We defer Option C, the published npm package. We do not need it until a consumer cannot check out NeoWiki next to its own code.
A broad public API for now
The barrel re-exports almost everything for now. An explicit 0.x alpha contract states that anything in it can change without notice. NeoWiki is pre-production, so a breaking change costs a rebuild rather than a data migration. Real usage is better evidence for what to keep public than guessing up front. The cost is that internal refactors become visible once a consumer depends on a symbol. We will narrow the surface before either NeoWiki or its extensions reach production.
Consequences
- Extension authors need no build step. They write plain JS and server-compiled SFCs. Sysadmins need no extra build at install time, so deployment stays standard.
- Extensions reuse NeoWiki's frontend through the
ext.neowikibarrel. The services and the frontend stores (ADR 16) are shared singletons. An extension that mutates a store re-renders core's views reactively, without a reload. - JS authors get no compile-time type safety at the registration boundary. Documentation and runtime tests enforce the contract instead. The RedHerb example extension registers through the hook and is exercised end-to-end, so it acts as a living contract test. TypeScript authors opt into type safety; there is none unless they do.
- Standard MediaWiki extension isolation holds. Extensions are ordinary ResourceLoader modules that depend on
ext.neowiki. They build and release on their own cadence. - Registering a Property Type spans both layers. The PHP
NeoWikiRegistrationhook adds the backend type and the JSneowiki.registrationhook adds the frontend. Authors do both. - Two things remain before production. We narrow the barrel to an intentional surface. We do a layering review, because it currently re-exports Persistence and Infrastructure that extensions should not reach.
- The same
FrontendRegistrarandneowiki.registrationmechanism is the wiring point for registering other pluggable things. View Type registration (ADR 18) rides it next. TodayregisterPropertyTypeis the only registrar method, andinfoboxis the only built-in View Type.
Alternatives Considered
Option B: source-level merge
Pros:
- Best TypeScript ergonomics. NeoWiki's source is in the tree, with no path setup.

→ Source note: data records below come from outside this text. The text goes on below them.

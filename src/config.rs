//! Runtime configuration: optional YAML file, then environment overrides.
//!
//! Precedence (highest first): command-line flags (applied by the binary),
//! environment variables, the YAML file, built-in defaults.

use serde::{Deserialize, Serialize};
use std::path::{Path, PathBuf};
use std::time::Duration;

use crate::agent::{DriverSettings, Toolset, DEFAULT_MAX_TOOL_ROUNDS};
use crate::client::{GeminiClient, GeminiClientBuilder, DEFAULT_BASE_URL, DEFAULT_MODEL, DEFAULT_TIMEOUT_SECS};
use crate::error::ErrorContext;
use crate::{Error, Result};

/// Environment variables checked for the API credential, in order.
pub const API_KEY_VARS: [&str; 2] = ["API_KEY", "GEMINI_API_KEY"];

#[derive(Debug, Clone, PartialEq, Serialize, Deserialize)]
#[serde(default, deny_unknown_fields)]
pub struct AgentConfig {
    pub toolset: Toolset,
    pub model: String,
    pub base_url: String,
    pub request_timeout_secs: u64,
    pub max_tool_rounds: u32,
    pub temperature: Option<f64>,
    pub max_history_turns: Option<usize>,
    /// Root for the file tools; the process working directory when unset.
    pub workdir: Option<PathBuf>,
    pub system_instruction: Option<String>,
}

impl Default for AgentConfig {
    fn default() -> Self {
        Self {
            toolset: Toolset::default(),
            model: DEFAULT_MODEL.to_string(),
            base_url: DEFAULT_BASE_URL.to_string(),
            request_timeout_secs: DEFAULT_TIMEOUT_SECS,
            max_tool_rounds: DEFAULT_MAX_TOOL_ROUNDS,
            temperature: None,
            max_history_turns: None,
            workdir: None,
            system_instruction: None,
        }
    }
}

impl AgentConfig {
    pub fn from_yaml_str(yaml: &str) -> Result<Self> {
        let config: Self = serde_yaml::from_str(yaml).map_err(|e| {
            Error::configuration_with_context(
                format!("invalid YAML: {e}"),
                ErrorContext::new().with_source("config_file"),
            )
        })?;
        config.validate()?;
        Ok(config)
    }

    pub fn from_yaml_file(path: impl AsRef<Path>) -> Result<Self> {
        let path = path.as_ref();
        let text = std::fs::read_to_string(path).map_err(|e| {
            Error::configuration_with_context(
                format!("cannot read config file: {e}"),
                ErrorContext::new()
                    .with_details(path.display().to_string())
                    .with_source("config_file"),
            )
        })?;
        Self::from_yaml_str(&text)
    }

    /// Apply overrides from the process environment.
    pub fn with_env_overrides(self) -> Result<Self> {
        self.with_overrides_from(|key| std::env::var(key).ok())
    }

    /// Apply overrides from an arbitrary key lookup.
    pub fn with_overrides_from<F>(mut self, lookup: F) -> Result<Self>
    where
        F: Fn(&str) -> Option<String>,
    {
        let get = |key: &str| {
            lookup(key)
                .map(|v| v.trim().to_string())
                .filter(|v| !v.is_empty())
        };

        if let Some(v) = get("GEMINI_MODEL") {
            self.model = v;
        }
        if let Some(v) = get("GEMINI_BASE_URL") {
            self.base_url = v;
        }
        if let Some(v) = get("AI_HTTP_TIMEOUT_SECS") {
            self.request_timeout_secs = parse_env("AI_HTTP_TIMEOUT_SECS", &v)?;
        }
        if let Some(v) = get("AGENT_MAX_TOOL_ROUNDS") {
            self.max_tool_rounds = parse_env("AGENT_MAX_TOOL_ROUNDS", &v)?;
        }
        if let Some(v) = get("AGENT_TEMPERATURE") {
            self.temperature = Some(parse_env("AGENT_TEMPERATURE", &v)?);
        }
        if let Some(v) = get("AGENT_MAX_HISTORY_TURNS") {
            self.max_history_turns = Some(parse_env("AGENT_MAX_HISTORY_TURNS", &v)?);
        }

        self.validate()?;
        Ok(self)
    }

    pub fn validate(&self) -> Result<()> {
        let invalid = |field: &str, msg: &str| {
            Err(Error::configuration_with_context(
                msg,
                ErrorContext::new().with_field_path(field),
            ))
        };
        if self.model.trim().is_empty() {
            return invalid("model", "must not be empty");
        }
        if self.request_timeout_secs == 0 {
            return invalid("request_timeout_secs", "must be at least 1");
        }
        if self.max_tool_rounds == 0 {
            return invalid("max_tool_rounds", "must be at least 1");
        }
        if let Some(t) = self.temperature {
            if !(0.0..=2.0).contains(&t) {
                return invalid("temperature", "must be between 0.0 and 2.0");
            }
        }
        if self.max_history_turns == Some(0) {
            return invalid("max_history_turns", "must be at least 1");
        }
        Ok(())
    }

    pub fn request_timeout(&self) -> Duration {
        Duration::from_secs(self.request_timeout_secs)
    }

    pub fn driver_settings(&self) -> DriverSettings {
        DriverSettings {
            instruction: self.system_instruction.clone(),
            temperature: self.temperature,
            max_tool_rounds: self.max_tool_rounds,
        }
    }

    pub fn build_client(&self, credentials: &Credentials) -> Result<GeminiClient> {
        GeminiClientBuilder::new(credentials.api_key())
            .model(&self.model)
            .base_url(&self.base_url)
            .timeout(self.request_timeout())
            .build()
    }
}

fn parse_env<T: std::str::FromStr>(key: &str, value: &str) -> Result<T> {
    value.parse::<T>().map_err(|_| {
        Error::configuration_with_context(
            format!("cannot parse '{value}'"),
            ErrorContext::new()
                .with_field_path(key)
                .with_source("environment"),
        )
    })
}

/// API credential, read once at startup.
#[derive(Clone)]
pub struct Credentials {
    api_key: String,
}

impl std::fmt::Debug for Credentials {
    fn fmt(&self, f: &mut std::fmt::Formatter<'_>) -> std::fmt::Result {
        f.debug_struct("Credentials")
            .field("api_key", &"<redacted>")
            .finish()
    }
}

impl Credentials {
    pub fn new(api_key: impl Into<String>) -> Self {
        Self {
            api_key: api_key.into(),
        }
    }

    pub fn from_env() -> Result<Self> {
        Self::from_lookup(|key| std::env::var(key).ok())
    }

    pub fn from_lookup<F>(lookup: F) -> Result<Self>
    where
        F: Fn(&str) -> Option<String>,
    {
        API_KEY_VARS
            .iter()
            .find_map(|key| lookup(key).filter(|v| !v.trim().is_empty()))
            .map(|v| Self::new(v.trim()))
            .ok_or_else(|| Error::ConfigMissing {
                key: API_KEY_VARS[0].to_string(),
            })
    }

    pub fn api_key(&self) -> &str {
        &self.api_key
    }
}
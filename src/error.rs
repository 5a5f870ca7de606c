use crate::error_code::StandardErrorCode;
use crate::transport::TransportError;
use thiserror::Error;

/// Where a configuration problem came from, shown after the message.
#[derive(Debug, Clone, Default, PartialEq, Eq)]
pub struct ErrorContext {
    /// Offending key, e.g. `max_tool_rounds` or an env var name.
    pub field_path: Option<String>,
    pub details: Option<String>,
    /// Layer that produced the value: `config_file`, `environment`, `tool_registry`...
    pub source: Option<String>,
}

impl ErrorContext {
    pub fn new() -> Self {
        Self::default()
    }

    pub fn with_field_path(self, path: impl Into<String>) -> Self {
        Self {
            field_path: Some(path.into()),
            ..self
        }
    }

    pub fn with_details(self, details: impl Into<String>) -> Self {
        Self {
            details: Some(details.into()),
            ..self
        }
    }

    pub fn with_source(self, source: impl Into<String>) -> Self {
        Self {
            source: Some(source.into()),
            ..self
        }
    }
}

/// Unified error type for the agent runtime.
///
/// Only `ConfigMissing` and `Configuration` are fatal; every other variant is
/// either reported to the interactive user or folded into a tool result.
#[derive(Debug, Error)]
pub enum Error {
    #[error("Missing required configuration: {key}")]
    ConfigMissing { key: String },

    #[error("Configuration error: {message}{}", format_context(.context))]
    Configuration {
        message: String,
        context: ErrorContext,
    },

    #[error("Model unavailable ({code} {}): {message}", .code.name())]
    ModelUnavailable {
        code: StandardErrorCode,
        message: String,
    },

    #[error("Unknown tool: {name}")]
    UnknownTool { name: String },

    #[error("Invalid argument '{argument}' for {tool}: {message}")]
    InvalidArgument {
        tool: String,
        argument: String,
        message: String,
    },

    #[error("Not found: {path}")]
    NotFound { path: String },

    #[error("Tool {name} failed: {message}")]
    ToolFailed { name: String, message: String },

    #[error("Tool loop exceeded {limit} rounds without a final answer")]
    ToolLoopExceeded { limit: u32 },

    #[error("I/O error: {0}")]
    Io(#[from] std::io::Error),

    #[error("Serialization error: {0}")]
    Serialization(#[from] serde_json::Error),
}

fn format_context(ctx: &ErrorContext) -> String {
    let parts: Vec<String> = [
        ("field", &ctx.field_path),
        ("details", &ctx.details),
        ("source", &ctx.source),
    ]
    .into_iter()
    .filter_map(|(label, value)| value.as_ref().map(|v| format!("{label}: {v}")))
    .collect();
    if parts.is_empty() {
        String::new()
    } else {
        format!(" ({})", parts.join(", "))
    }
}

impl Error {
    pub fn configuration_with_context(msg: impl Into<String>, context: ErrorContext) -> Self {
        Error::Configuration {
            message: msg.into(),
            context,
        }
    }

    pub fn model_unavailable(code: StandardErrorCode, msg: impl Into<String>) -> Self {
        Error::ModelUnavailable {
            code,
            message: msg.into(),
        }
    }

    pub fn invalid_argument(
        tool: impl Into<String>,
        argument: impl Into<String>,
        msg: impl Into<String>,
    ) -> Self {
        Error::InvalidArgument {
            tool: tool.into(),
            argument: argument.into(),
            message: msg.into(),
        }
    }

    /// Context attached to a `Configuration` error.
    pub fn context(&self) -> Option<&ErrorContext> {
        match self {
            Error::Configuration { context, .. } => Some(context),
            _ => None,
        }
    }

    /// Errors that must stop the process before the interactive loop starts.
    pub fn is_fatal(&self) -> bool {
        matches!(self, Error::ConfigMissing { .. } | Error::Configuration { .. })
    }

    /// Short machine-readable kind, used in tool error payloads and events.
    pub fn kind(&self) -> &'static str {
        match self {
            Error::ConfigMissing { .. } => "config_missing",
            Error::Configuration { .. } => "configuration",
            Error::ModelUnavailable { .. } => "model_unavailable",
            Error::UnknownTool { .. } => "unknown_tool",
            Error::InvalidArgument { .. } => "invalid_argument",
            Error::NotFound { .. } => "not_found",
            Error::ToolFailed { .. } => "tool_failed",
            Error::ToolLoopExceeded { .. } => "tool_loop_exceeded",
            Error::Io(_) => "io",
            Error::Serialization(_) => "serialization",
        }
    }
}

impl From<TransportError> for Error {
    fn from(err: TransportError) -> Self {
        Error::ModelUnavailable {
            code: err.classify(),
            message: err.to_string(),
        }
    }
}
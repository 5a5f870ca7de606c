//! # gemini-tool-agent
//!
//! Function-calling agent loop for the Gemini `generateContent` API.
//!
//! ## Overview
//!
//! The crate resolves a user request by repeatedly sending the conversation to
//! the model, executing the tool invocations it asks for and feeding the
//! results back, until the model answers with plain text.
//!
//! - **Explicit dispatch**: tools live in a [`ToolRegistry`] keyed by name;
//!   unknown names and tool failures become error payloads, never panics.
//! - **Owned history**: a [`Conversation`] belongs to the driver, keeps
//!   invocation/result pairs together and rolls back failed requests.
//! - **Swappable endpoint**: the driver talks to a [`ModelEndpoint`];
//!   [`GeminiClient`] speaks HTTP, [`testing::ScriptedEndpoint`] replays
//!   canned replies.
//!
//! ## Quick Start
//!
//! ```rust,no_run
//! use std::sync::Arc;
//! use gemini_tool_agent::{ConversationDriver, GeminiClient, ToolRegistry};
//!
//! #[tokio::main]
//! async fn main() -> gemini_tool_agent::Result<()> {
//!     let client = GeminiClient::new("your-api-key", "gemini-2.0-flash")?;
//!     let mut driver = ConversationDriver::new(Arc::new(client), ToolRegistry::weather());
//!
//!     let answer = driver.send("What's the weather here, in fahrenheit?").await?;
//!     println!("{answer}");
//!     Ok(())
//! }
//! ```
//!
//! ## Module Organization
//!
//! | Module | Description |
//! |--------|-------------|
//! | [`agent`] | Conversation driver, toolset profiles, progress events |
//! | [`tools`] | Tool trait, registry, weather and file tools |
//! | [`types`] | Turns, conversation history, tool declarations and results |
//! | [`client`] | Model endpoint trait and the Gemini client |
//! | [`drivers`] | Gemini wire format |
//! | [`transport`] | HTTP transport |
//! | [`config`] | YAML and environment configuration, credentials |
//! | [`repl`] | Interactive command-line loop |
//! | [`testing`] | Scripted endpoint for tests |

pub mod agent;
pub mod client;
pub mod config;
pub mod drivers;
pub mod error_code;
pub mod repl;
pub mod testing;
pub mod tools;
pub mod transport;
pub mod types;

// Re-export main types for convenience
pub use agent::{ConversationDriver, DriverSettings, DriverState, Toolset};
pub use client::{GeminiClient, GeminiClientBuilder, ModelEndpoint, ModelReply, ModelRequest};
pub use config::{AgentConfig, Credentials};
pub use tools::{Tool, ToolArgs, ToolRegistry};
pub use types::{Conversation, ToolDeclaration, ToolInvocation, ToolResult, Turn};

/// Result type alias for the library
pub type Result<T> = std::result::Result<T, Error>;

/// Error type for the library
pub mod error;
pub use error::{Error, ErrorContext};
pub use error_code::StandardErrorCode;
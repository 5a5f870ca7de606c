//! Line-oriented interactive loop.

use async_trait::async_trait;
use tokio::io::{AsyncBufRead, AsyncBufReadExt, AsyncWrite, AsyncWriteExt};
use tracing::debug;

use crate::agent::{AgentEvent, ConversationDriver, EventSink};
use crate::Result;

pub const PROMPT: &str = "\n👤 You: ";
pub const GOODBYE: &str = "\n👋 Goodbye!";

/// What to do with one line of user input.
#[derive(Debug, Clone, Copy, PartialEq, Eq)]
pub enum Command<'a> {
    Exit,
    Skip,
    Send(&'a str),
}

impl<'a> Command<'a> {
    pub fn parse(line: &'a str) -> Self {
        let text = line.trim();
        if text.is_empty() {
            Command::Skip
        } else if text.eq_ignore_ascii_case("exit") || text.eq_ignore_ascii_case("quit") {
            Command::Exit
        } else {
            Command::Send(text)
        }
    }
}

/// Read lines from `input` until `exit`, `quit` or end of input.
///
/// Recoverable errors are written to `output` and the loop continues.
pub async fn run<R, W>(driver: &mut ConversationDriver, input: R, output: &mut W) -> Result<()>
where
    R: AsyncBufRead + Unpin,
    W: AsyncWrite + Unpin,
{
    let mut input = input;
    let mut line = String::new();

    loop {
        output.write_all(PROMPT.as_bytes()).await?;
        output.flush().await?;

        line.clear();
        if input.read_line(&mut line).await? == 0 {
            debug!("end of input");
            break;
        }

        match Command::parse(&line) {
            Command::Exit => break,
            Command::Skip => continue,
            Command::Send(text) => {
                let rendered = match driver.send(text).await {
                    Ok(answer) => format!("\n🤖 Agent: {}\n", answer.trim()),
                    Err(err) => format!("\n❌ Error: {err}\n"),
                };
                output.write_all(rendered.as_bytes()).await?;
            }
        }
    }

    output.write_all(format!("{GOODBYE}\n").as_bytes()).await?;
    output.flush().await?;
    Ok(())
}

/// Prints tool activity to stdout as it happens.
pub struct ConsoleEventSink;

impl ConsoleEventSink {
    pub fn render(event: &AgentEvent) -> Option<String> {
        match event {
            AgentEvent::ToolInvoked {
                name, arguments, ..
            } => Some(format!(
                "\n🔧 Executing function: {name} with args: {}",
                serde_json::Value::Object(arguments.clone())
            )),
            AgentEvent::ToolCompleted {
                name,
                is_error: true,
                ..
            } => Some(format!("❌ Function {name} returned an error")),
            AgentEvent::Commentary { text, .. } => Some(format!("\n💬 {}", text.trim())),
            _ => None,
        }
    }
}

#[async_trait]
impl EventSink for ConsoleEventSink {
    async fn report(&self, event: AgentEvent) -> Result<()> {
        if let Some(line) = Self::render(&event) {
            println!("{line}");
        }
        Ok(())
    }
}

#[cfg(test)]
mod tests {
    use super::*;
    use serde_json::json;

    #[test]
    fn test_command_parsing() {
        assert_eq!(Command::parse("  exit \n"), Command::Exit);
        assert_eq!(Command::parse("QUIT"), Command::Exit);
        assert_eq!(Command::parse("   \n"), Command::Skip);
        assert_eq!(Command::parse(" exit now "), Command::Send("exit now"));
    }

    #[test]
    fn test_console_render() {
        let event = AgentEvent::ToolInvoked {
            request_id: "r".into(),
            name: "get_weather".into(),
            arguments: json!({"location": "Tokyo"}).as_object().cloned().unwrap(),
        };
        assert_eq!(
            ConsoleEventSink::render(&event).unwrap(),
            "\n🔧 Executing function: get_weather with args: {\"location\":\"Tokyo\"}"
        );
        let answered = AgentEvent::Answered {
            request_id: "r".into(),
            text: "done".into(),
        };
        assert!(ConsoleEventSink::render(&answered).is_none());
    }
}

- Unrestricted reuse of internals.
Cons:
- No public API boundary. Either internal refactors break extensions, or everything becomes public in practice.
- Every extension is forced onto NeoWiki's TypeScript and bundler toolchain.
- NeoWiki must be rebuilt to add any extension. This breaks independent release cadence and MediaWiki extension isolation.
- JS-only, gadget-style extensions cannot participate.
Option C: published npm package
Pros:
- Industry-standard TypeScript ergonomics. An author runs
npm install, gets IntelliSense, and runs tests without MediaWiki. - A clean, versioned public API.
- Consumers can use NeoWiki's TypeScript library outside MediaWiki. Validation and import tooling are examples.
Cons:
- A package must be published, and its version kept aligned with the installed
ext.neowikimodule. Much of that can be automated. - Added release process and infrastructure.
We defer Option C rather than reject it. It runs against the same ext.neowiki module as Option A, so we can add it later without reworking extensions, once a consumer needs the library without a NeoWiki checkout.
Curate a narrow public API up front
Instead of exposing the barrel broadly and narrowing later, we could define a minimal intentional surface now.
We rejected this for the pre-production phase. We do not yet know what extensions will use. Predicting wrong wastes effort on both sides. Breaking changes are cheap while there is no production data. The alpha contract sets expectations, and we will curate before production.
Related
- ADR 16: Frontend State Management. The frontend stores reused across apps through the barrel.
- ADR 18: Views. View Types, whose registration will ride the same mechanism.
- extending.md. The user-facing reference for these extension points.
- Issue #686 weighed the options. PR #754 implemented the mechanism.
- Follow-ups: a public PHP API surface for extensions consuming NeoWiki services in issue #789, and exposing View Type registration through the same hook in issue #919.